The following day, Derek sees Dennis in the bank. For the first time, he sees Dennis as “one with the farmers” (268). He does not expect the privileges that many expect him to demand. Dennis pauses to talk to Derek. The conversation is awkward, but Dennis invites Derek to the house to see the embroidered quilt. Derek talks about his desire to write about Helen. Dennis shares a similar motivation; both are drawn to the woman and the island. Whether Helen needs them, however, is a different matter.
Derek ponders this question, asking why he has constructed such an elaborate allusion to Homer’s epic poem rather than just viewing Helen as a beautiful woman in her own right. Derek wonders whether he can reverse the association between Helen, the island, and Homer. In this case, his work as a poet and his education seem to be conspiring against him.

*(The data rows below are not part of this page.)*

mod cli;
mod commands;
mod config;
mod event_processor;
mod formatters;
mod tables;
mod terminal_progress_reporter;

use std::process;

use clap::Parser;
use olaf::{
    config::loader::{ApplyToConfig, ConfigLoader, Yaml},
    fs::real::RealFileSystem,
};
use terminal_progress_reporter::TerminalProgressReporter;
use tracing::debug;
use tracing_subscriber::EnvFilter;

use crate::{cli::ClapCli, commands::dispatch_command};

#[tokio::main]
async fn main() -> anyhow::Result<()> {
    let args = ClapCli::parse();
    init_tracing(args.verbose);
    debug!("CLI arguments: {:#?}", &args);

    let fs = RealFileSystem;

    // `config` drives the install; `config validate` checks the file as written.
    let (config, original_config) = {
        let config = Yaml::new(&fs).load_config()?;
        (args.apply_to_config(config.clone()), config)
    };

    debug!("Final config: {:#?}", &config);

    let reporter = TerminalProgressReporter::new(config.use_colors());
    let exit_code = dispatch_command(&args, &config, original_config, reporter).await;

    process::exit(exit_code)
}

/// Logs go to stderr and are off unless `--verbose` or `RUST_LOG` asks for them. Events already
/// reach the terminal through the reporter.
fn init_tracing(verbose: bool) {
    let filter = EnvFilter::try_from_default_env()
        .unwrap_or_else(|_| EnvFilter::new(if verbose { "debug" } else { "off" }));

    tracing_subscriber::fmt()
        .with_env_filter(filter)
        .with_writer(std::io::stderr)
        .with_target(false)
        .init();
}
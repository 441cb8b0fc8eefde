use std::{fmt, path::PathBuf, pin::Pin};

use chrono::{DateTime, Utc};
use futures::Stream;
use tokio::sync::mpsc;

use crate::diagnostic::Diagnostic;

use super::{InstallError, InstallReport};

pub type EventStream = Pin<Box<dyn Stream<Item = InstallEvent> + Send>>;

/// Context attached to every event of one install run
#[derive(Debug, Clone, PartialEq, Eq)]
pub struct EventMetadata {
    target_directory: PathBuf,
    started_at: DateTime<Utc>,
    timestamp: DateTime<Utc>,
}

impl EventMetadata {
    #[must_use]
    pub fn new(target_directory: PathBuf) -> Self {
        let now = Utc::now();
        Self {
            target_directory,
            started_at: now,
            timestamp: now,
        }
    }

    fn touch_and_clone(&self) -> Self {
        Self {
            timestamp: Utc::now(),
            ..self.clone()
        }
    }

    #[must_use]
    pub fn target_directory(&self) -> &PathBuf {
        &self.target_directory
    }

    #[must_use]
    pub fn started_at(&self) -> DateTime<Utc> {
        self.started_at
    }

    #[must_use]
    pub fn timestamp(&self) -> DateTime<Utc> {
        self.timestamp
    }
}

/// Final outcome carried by [`InstallEvent::Completed`]
#[derive(Debug, Clone)]
pub enum OperationResult {
    Success(Box<InstallReport>),
    Failure(InstallError),
}

impl From<Result<InstallReport, InstallError>> for OperationResult {
    fn from(result: Result<InstallReport, InstallError>) -> Self {
        match result {
            Ok(report) => Self::Success(Box::new(report)),
            Err(error) => Self::Failure(error),
        }
    }
}

/// Events emitted while an install runs
#[derive(Debug, Clone)]
pub enum InstallEvent {
    /// Operation has started
    Started { metadata: EventMetadata },

    /// A pipeline step has started
    Progress {
        metadata: EventMetadata,
        step: u32,
        total_steps: u32,
        percent_complete: f32,
        message: String,
    },

    Trace {
        metadata: EventMetadata,
        message: String,
    },

    Debug {
        metadata: EventMetadata,
        message: String,
    },

    /// Informational message
    Info {
        metadata: EventMetadata,
        message: String,
    },

    /// Warning message
    Warning {
        metadata: EventMetadata,
        message: String,
    },

    /// A non-fatal degradation; the run continues
    Diagnostic {
        metadata: EventMetadata,
        diagnostic: Diagnostic,
    },

    /// The error that ends the run
    Error {
        metadata: EventMetadata,
        error: InstallError,
        message: String,
    },

    /// Operation finished, successfully or not
    Completed {
        metadata: EventMetadata,
        result: OperationResult,
    },
}

#[derive(Debug, Clone)]
pub(crate) struct EventSender {
    metadata: EventMetadata,
    tx: mpsc::Sender<InstallEvent>,
}

impl EventSender {
    pub(crate) fn new(tx: mpsc::Sender<InstallEvent>, metadata: EventMetadata) -> Self {
        Self { metadata, tx }
    }

    async fn send(&self, event: InstallEvent) {
        // The receiver may have been dropped; the run still finishes.
        let _ = self.tx.send(event).await;
    }

    pub(crate) async fn send_started(&self) {
        let metadata = self.metadata.touch_and_clone();

        tracing::trace!(
            target_directory = %metadata.target_directory().display(),
            "install started",
        );
        self.send(InstallEvent::Started { metadata }).await;
    }

    pub(crate) async fn send_progress(
        &self,
        step: u32,
        total_steps: u32,
        message: impl fmt::Display,
    ) {
        let metadata = self.metadata.touch_and_clone();
        let message = message.to_string();

        tracing::info!(step, total_steps, message = &message);
        self.send(InstallEvent::Progress {
            metadata,
            step,
            total_steps,
            percent_complete: step as f32 / total_steps.max(1) as f32,
            message,
        })
        .await;
    }

    pub(crate) async fn send_trace(&self, message: impl fmt::Display) {
        let metadata = self.metadata.touch_and_clone();
        let message = message.to_string();

        tracing::trace!(message = &message);
        self.send(InstallEvent::Trace { metadata, message }).await;
    }

    pub(crate) async fn send_debug(&self, message: impl fmt::Display) {
        let metadata = self.metadata.touch_and_clone();
        let message = message.to_string();

        tracing::debug!(message = &message);
        self.send(InstallEvent::Debug { metadata, message }).await;
    }

    pub(crate) async fn send_info(&self, message: impl fmt::Display) {
        let metadata = self.metadata.touch_and_clone();
        let message = message.to_string();

        tracing::info!(message = &message);
        self.send(InstallEvent::Info { metadata, message }).await;
    }

    pub(crate) async fn send_warning(&self, message: impl fmt::Display) {
        let metadata = self.metadata.touch_and_clone();
        let message = message.to_string();

        tracing::warn!(message = &message);
        self.send(InstallEvent::Warning { metadata, message }).await;
    }

    /// Forward diagnostics that were already logged when they were recorded
    pub(crate) async fn send_diagnostics(&self, diagnostics: &[Diagnostic]) {
        for diagnostic in diagnostics {
            let metadata = self.metadata.touch_and_clone();
            self.send(InstallEvent::Diagnostic {
                metadata,
                diagnostic: diagnostic.clone(),
            })
            .await;
        }
    }

    pub(crate) async fn send_error(&self, error: InstallError, message: impl fmt::Display) {
        let metadata = self.metadata.touch_and_clone();
        let message = message.to_string();

        tracing::error!(error = %error, message = &message);
        self.send(InstallEvent::Error {
            metadata,
            error,
            message,
        })
        .await;
    }

    pub(crate) async fn send_completed(&self, result: OperationResult) {
        let metadata = self.metadata.touch_and_clone();

        tracing::info!(
            success = matches!(result, OperationResult::Success(_)),
            "install completed",
        );
        self.send(InstallEvent::Completed { metadata, result }).await;
    }
}
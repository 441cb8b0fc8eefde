//! Command execution abstractions and implementations

pub mod process;
pub mod runner;


pub use process::ProcessCommandRunner;
pub use runner::{CommandError, CommandOutput, CommandRunner, Invocation};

At Christmastime, Seven Seas and Philoctete dine with Ma Kilman. The next day, Achille and Philoctete get ready for their annual show. They dress in drag and perform a dance to entertain the locals. Philoctete wears a banana leaf skirt and a calabash mask. Achille wears the yellow dress that Helen stole from Maud. Achille prepares by washing himself at the standpipe. Ma Kilman’s healing has worked—Philoctete is “cured now” (274). Helen helps Achille get into the dress and adds rags to give him the appearance of breasts. They perform this dance, Achille tells her, because of an old African tradition he remembers from his heatstroke journey. Helen is very pregnant. Derek compares her swollen belly to the golden apple that was the catalyst for the Trojan War in The Iliad. Helen helping Achille shows that they have put their differences aside. They are happy now. Achille and Philoctete perform. Achille dances well, but Philoctete feels a familiar pain as he relives the memories of his ancestors and their experience of enslavement. The crowd is delighted. Achille surveys the audience “with great arrogance” while Philoctete cries (277).
Part 6 exemplifies the poem’s frequent deployment of dichotomies; its most potent symbol is “twin-headed January” (223), an allusion to the two-faced Roman god Janus whose faces look to the past and the future at once. Saint Lucia residents must take an optimistic and hopeful view of traumatic events. The first such event is the terrible hurricane. Many inhabitants fear for their property and even their lives. However, while the storm causes some destruction, the characters persevere. The dual nature of tragedy is similarly evoked by the death of Hector, whose accident sends shockwaves through the community. While Hector is grieved, his death is also an opportunity for healing: Characters imbue it with life-changing meaning. Helen returns to Achille; grief has “heightened her” (233), and her towering height is no longer perceived as arrogance. She did not resolve which man she loves more, but she accepts that the decision has been made for her and commits to a happy life with Achille. Later, when Maud dies, the narration describes Dennis’s slow ebbing grief as a process of “discovered” and “learned” recovery (309). He accepts his loneliness, rather than indulging his self-pity. To curtail The Cycle of Suffering, characters learn that destructive events do not need to be the end. Derek uses this notion to inform his views of healing from Colonial Guilt and Trauma: Death and destruction do not need to define the island’s national spirit.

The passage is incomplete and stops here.